Your objective: The count of lines below that include the string "crate" is the whole answer; write it alone.

*** Source information ***

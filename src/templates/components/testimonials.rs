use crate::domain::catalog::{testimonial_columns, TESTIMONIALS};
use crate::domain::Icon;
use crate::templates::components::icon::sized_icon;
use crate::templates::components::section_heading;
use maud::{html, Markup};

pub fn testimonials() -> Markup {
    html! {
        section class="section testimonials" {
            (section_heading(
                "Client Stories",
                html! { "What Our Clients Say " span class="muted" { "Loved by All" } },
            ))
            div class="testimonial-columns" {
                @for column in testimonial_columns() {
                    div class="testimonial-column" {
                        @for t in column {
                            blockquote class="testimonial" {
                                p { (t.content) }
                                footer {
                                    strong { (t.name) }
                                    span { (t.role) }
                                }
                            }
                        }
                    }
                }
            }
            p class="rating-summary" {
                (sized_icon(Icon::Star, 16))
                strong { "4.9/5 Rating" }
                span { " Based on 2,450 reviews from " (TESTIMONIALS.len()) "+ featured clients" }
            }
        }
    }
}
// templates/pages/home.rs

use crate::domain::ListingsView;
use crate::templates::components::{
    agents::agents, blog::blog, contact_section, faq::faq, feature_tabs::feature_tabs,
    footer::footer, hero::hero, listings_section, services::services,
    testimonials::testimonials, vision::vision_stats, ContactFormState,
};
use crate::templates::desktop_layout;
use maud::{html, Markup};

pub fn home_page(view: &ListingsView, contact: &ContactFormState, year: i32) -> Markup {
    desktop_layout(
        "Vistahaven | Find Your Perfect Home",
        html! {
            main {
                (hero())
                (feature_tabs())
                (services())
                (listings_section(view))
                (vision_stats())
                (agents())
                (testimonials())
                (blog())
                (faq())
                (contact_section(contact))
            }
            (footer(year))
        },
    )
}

*** End of Source information ***

Your response: 7